EXERCISE MATERIALS:
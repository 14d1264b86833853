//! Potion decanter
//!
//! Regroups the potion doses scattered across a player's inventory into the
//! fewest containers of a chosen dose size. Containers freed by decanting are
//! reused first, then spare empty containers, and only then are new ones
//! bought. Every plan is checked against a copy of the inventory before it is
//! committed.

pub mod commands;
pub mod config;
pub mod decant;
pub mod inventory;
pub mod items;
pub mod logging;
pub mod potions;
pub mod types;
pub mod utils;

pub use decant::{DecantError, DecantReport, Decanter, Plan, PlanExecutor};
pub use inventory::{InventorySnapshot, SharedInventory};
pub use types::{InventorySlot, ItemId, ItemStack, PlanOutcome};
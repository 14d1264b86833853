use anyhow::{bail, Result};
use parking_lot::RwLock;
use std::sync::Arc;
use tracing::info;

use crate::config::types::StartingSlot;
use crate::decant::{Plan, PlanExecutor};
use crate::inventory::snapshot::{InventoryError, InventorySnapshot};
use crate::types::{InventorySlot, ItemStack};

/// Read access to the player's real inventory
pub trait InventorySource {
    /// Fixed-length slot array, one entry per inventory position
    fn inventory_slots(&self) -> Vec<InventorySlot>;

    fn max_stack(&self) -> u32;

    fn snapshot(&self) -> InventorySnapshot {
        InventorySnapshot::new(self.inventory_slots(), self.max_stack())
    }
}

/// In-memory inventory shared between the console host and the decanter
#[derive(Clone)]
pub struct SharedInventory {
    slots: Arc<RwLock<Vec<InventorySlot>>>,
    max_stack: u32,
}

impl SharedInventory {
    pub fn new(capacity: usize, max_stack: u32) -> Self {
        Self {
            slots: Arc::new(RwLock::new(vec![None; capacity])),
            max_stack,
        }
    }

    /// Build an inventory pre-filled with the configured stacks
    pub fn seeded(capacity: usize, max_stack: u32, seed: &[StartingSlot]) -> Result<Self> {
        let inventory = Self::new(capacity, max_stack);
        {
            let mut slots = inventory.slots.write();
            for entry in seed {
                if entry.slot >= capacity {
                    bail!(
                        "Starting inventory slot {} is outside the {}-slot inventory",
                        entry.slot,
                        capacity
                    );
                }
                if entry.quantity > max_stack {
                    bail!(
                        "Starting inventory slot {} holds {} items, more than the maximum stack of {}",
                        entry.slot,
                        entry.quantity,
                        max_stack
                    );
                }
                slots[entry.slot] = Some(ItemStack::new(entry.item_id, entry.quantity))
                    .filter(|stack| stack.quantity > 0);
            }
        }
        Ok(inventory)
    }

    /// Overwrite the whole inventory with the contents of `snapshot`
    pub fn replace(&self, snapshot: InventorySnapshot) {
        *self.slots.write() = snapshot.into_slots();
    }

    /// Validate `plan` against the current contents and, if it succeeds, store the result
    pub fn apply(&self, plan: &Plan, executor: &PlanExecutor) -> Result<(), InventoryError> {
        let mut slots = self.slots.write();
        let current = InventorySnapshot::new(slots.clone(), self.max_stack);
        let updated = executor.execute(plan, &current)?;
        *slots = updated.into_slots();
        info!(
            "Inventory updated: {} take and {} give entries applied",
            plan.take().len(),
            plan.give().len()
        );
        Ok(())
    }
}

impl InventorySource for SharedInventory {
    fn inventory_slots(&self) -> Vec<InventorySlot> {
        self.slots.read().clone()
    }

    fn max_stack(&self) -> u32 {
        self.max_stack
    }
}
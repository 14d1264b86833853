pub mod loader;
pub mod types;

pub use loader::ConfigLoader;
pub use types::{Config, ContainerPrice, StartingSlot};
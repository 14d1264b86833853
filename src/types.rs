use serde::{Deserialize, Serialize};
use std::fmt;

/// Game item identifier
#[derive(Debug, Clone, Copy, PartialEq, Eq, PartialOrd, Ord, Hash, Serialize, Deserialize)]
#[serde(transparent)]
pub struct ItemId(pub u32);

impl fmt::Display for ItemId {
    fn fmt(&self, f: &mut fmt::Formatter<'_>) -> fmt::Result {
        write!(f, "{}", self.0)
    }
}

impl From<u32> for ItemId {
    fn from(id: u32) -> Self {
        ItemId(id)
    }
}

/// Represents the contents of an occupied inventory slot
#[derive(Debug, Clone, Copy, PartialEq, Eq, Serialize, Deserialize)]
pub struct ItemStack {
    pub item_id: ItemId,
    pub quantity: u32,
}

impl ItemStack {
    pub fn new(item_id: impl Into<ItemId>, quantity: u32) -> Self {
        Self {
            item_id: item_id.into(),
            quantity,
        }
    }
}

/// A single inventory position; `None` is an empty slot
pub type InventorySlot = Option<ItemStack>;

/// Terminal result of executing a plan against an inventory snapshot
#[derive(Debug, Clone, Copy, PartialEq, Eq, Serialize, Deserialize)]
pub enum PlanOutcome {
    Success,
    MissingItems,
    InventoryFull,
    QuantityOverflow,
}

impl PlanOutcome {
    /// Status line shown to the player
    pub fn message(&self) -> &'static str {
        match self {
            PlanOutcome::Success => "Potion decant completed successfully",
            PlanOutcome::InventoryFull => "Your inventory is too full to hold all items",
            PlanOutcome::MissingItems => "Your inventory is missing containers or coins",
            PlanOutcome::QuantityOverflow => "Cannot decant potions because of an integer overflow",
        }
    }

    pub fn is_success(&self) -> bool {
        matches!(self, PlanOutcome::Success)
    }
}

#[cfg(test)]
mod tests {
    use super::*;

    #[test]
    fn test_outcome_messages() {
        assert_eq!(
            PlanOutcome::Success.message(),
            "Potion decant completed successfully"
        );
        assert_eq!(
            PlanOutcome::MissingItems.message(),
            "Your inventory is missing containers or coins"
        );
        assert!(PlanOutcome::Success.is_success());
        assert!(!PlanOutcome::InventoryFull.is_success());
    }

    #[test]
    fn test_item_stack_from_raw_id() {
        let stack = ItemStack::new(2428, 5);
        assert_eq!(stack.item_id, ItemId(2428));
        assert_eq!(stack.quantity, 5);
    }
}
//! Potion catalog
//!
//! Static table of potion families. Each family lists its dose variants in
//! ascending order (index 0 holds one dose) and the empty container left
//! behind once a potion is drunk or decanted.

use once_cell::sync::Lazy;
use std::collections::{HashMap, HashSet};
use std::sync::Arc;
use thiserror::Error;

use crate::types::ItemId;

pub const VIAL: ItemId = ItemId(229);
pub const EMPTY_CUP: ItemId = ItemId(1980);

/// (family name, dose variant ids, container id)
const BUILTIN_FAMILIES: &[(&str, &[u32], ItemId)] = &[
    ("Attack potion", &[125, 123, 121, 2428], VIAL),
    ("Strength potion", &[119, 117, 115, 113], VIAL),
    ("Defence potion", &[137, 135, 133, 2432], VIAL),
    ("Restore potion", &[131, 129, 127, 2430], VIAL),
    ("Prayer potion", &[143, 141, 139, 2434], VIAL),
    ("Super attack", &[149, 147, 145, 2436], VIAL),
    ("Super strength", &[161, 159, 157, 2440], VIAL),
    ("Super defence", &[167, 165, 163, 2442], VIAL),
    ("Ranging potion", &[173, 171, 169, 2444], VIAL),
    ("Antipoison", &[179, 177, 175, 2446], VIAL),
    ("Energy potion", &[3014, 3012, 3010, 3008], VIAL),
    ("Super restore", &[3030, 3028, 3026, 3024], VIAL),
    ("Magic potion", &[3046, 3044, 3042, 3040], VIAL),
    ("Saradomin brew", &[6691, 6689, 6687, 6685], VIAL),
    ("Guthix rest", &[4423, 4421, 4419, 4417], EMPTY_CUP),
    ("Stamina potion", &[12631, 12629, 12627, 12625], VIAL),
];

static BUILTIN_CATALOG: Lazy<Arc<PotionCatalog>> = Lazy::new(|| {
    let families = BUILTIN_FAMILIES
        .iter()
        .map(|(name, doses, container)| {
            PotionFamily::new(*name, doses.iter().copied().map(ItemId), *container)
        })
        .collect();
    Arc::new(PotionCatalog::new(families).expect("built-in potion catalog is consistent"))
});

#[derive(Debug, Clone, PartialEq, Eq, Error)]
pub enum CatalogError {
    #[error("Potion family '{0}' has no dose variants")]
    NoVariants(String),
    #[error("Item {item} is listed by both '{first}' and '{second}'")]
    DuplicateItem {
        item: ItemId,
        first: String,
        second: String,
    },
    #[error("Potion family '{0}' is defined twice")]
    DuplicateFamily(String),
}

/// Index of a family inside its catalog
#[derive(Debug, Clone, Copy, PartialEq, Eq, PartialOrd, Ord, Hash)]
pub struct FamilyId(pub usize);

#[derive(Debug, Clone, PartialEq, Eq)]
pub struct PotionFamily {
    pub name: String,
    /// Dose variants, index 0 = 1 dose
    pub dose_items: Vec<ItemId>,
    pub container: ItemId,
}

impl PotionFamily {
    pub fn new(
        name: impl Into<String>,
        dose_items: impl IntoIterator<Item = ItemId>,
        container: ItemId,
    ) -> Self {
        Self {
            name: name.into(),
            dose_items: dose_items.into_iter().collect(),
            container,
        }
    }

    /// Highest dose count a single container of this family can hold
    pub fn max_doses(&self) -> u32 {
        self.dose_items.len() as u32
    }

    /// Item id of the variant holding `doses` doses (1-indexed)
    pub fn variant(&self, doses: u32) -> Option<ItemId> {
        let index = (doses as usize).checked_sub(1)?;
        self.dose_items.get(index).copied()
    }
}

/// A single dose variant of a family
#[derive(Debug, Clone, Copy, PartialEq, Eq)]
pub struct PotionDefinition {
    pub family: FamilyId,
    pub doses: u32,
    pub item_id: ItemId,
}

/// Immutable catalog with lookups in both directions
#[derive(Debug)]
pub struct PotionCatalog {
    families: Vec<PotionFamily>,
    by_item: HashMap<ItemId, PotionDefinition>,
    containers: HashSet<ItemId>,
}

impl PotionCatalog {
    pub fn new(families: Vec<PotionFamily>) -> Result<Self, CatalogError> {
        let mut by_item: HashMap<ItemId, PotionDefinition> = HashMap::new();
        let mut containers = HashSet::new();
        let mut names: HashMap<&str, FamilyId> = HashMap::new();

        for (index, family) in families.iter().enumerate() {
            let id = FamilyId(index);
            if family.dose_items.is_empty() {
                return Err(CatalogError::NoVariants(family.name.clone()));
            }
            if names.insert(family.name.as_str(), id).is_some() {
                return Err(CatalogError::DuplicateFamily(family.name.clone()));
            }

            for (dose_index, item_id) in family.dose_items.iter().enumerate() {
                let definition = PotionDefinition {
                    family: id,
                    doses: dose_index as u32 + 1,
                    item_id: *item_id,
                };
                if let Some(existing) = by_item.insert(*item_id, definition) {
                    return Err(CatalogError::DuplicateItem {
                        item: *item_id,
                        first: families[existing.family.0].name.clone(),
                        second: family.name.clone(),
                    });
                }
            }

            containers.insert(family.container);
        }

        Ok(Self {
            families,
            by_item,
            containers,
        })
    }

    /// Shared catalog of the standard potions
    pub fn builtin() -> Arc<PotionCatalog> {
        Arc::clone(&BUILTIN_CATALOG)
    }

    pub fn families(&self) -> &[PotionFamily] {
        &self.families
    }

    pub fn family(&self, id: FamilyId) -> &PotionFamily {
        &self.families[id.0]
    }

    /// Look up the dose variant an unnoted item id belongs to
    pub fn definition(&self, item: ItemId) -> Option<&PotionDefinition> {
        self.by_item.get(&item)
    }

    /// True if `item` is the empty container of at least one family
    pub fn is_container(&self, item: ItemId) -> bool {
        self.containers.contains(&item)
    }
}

...

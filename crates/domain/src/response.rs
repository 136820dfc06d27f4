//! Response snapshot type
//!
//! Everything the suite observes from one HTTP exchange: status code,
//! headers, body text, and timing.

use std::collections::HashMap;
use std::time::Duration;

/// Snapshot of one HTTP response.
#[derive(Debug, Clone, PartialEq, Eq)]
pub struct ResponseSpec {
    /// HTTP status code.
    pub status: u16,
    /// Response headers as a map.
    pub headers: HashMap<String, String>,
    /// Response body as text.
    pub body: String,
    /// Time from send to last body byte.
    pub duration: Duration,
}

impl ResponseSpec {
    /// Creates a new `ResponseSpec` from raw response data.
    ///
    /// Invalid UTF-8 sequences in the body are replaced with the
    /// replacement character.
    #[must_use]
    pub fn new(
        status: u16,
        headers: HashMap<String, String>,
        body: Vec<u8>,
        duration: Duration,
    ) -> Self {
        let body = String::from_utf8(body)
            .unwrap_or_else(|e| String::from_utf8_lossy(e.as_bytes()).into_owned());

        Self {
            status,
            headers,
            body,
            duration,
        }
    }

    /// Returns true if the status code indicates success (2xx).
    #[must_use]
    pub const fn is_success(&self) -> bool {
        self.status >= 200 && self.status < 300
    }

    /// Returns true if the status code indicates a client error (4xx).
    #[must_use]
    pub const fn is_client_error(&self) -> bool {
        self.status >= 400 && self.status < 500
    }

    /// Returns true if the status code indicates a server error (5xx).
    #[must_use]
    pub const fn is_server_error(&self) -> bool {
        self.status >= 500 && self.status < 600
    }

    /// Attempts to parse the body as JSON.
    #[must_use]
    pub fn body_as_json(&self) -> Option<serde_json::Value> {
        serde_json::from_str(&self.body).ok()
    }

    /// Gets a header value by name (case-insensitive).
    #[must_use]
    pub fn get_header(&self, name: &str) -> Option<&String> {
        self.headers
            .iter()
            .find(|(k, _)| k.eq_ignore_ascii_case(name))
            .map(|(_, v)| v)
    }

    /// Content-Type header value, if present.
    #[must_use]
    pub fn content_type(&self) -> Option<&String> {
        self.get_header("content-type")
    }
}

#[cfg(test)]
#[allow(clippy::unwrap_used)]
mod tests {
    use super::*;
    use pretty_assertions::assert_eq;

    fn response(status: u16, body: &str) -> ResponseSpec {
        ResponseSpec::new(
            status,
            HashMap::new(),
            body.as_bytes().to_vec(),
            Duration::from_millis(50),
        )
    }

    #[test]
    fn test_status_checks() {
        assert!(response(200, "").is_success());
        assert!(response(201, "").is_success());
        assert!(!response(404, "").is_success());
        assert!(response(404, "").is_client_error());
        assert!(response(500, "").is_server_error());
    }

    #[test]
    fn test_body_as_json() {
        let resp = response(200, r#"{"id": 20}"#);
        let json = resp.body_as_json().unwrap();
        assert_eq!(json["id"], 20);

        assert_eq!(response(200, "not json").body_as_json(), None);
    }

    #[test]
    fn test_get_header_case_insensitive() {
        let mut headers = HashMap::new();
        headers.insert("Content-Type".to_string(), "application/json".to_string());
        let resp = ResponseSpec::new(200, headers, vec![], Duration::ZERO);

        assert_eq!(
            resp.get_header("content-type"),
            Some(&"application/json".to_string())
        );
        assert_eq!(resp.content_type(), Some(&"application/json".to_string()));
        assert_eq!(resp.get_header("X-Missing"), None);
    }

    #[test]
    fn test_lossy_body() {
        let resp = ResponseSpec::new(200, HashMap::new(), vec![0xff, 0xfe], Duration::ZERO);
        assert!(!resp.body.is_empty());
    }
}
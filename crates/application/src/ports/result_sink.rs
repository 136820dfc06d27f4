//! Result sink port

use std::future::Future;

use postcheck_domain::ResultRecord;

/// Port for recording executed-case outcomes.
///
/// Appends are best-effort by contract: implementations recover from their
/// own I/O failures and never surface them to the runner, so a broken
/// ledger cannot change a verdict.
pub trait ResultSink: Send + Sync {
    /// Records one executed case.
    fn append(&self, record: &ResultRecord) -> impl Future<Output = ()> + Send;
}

WHAT YOU ARE ASKED TO DO: If a line above includes the string "both", pick it out.

ANSWER SECTION:
    #[error("Item {item} is listed by both '{first}' and '{second}'")]
/// Immutable catalog with lookups in both directions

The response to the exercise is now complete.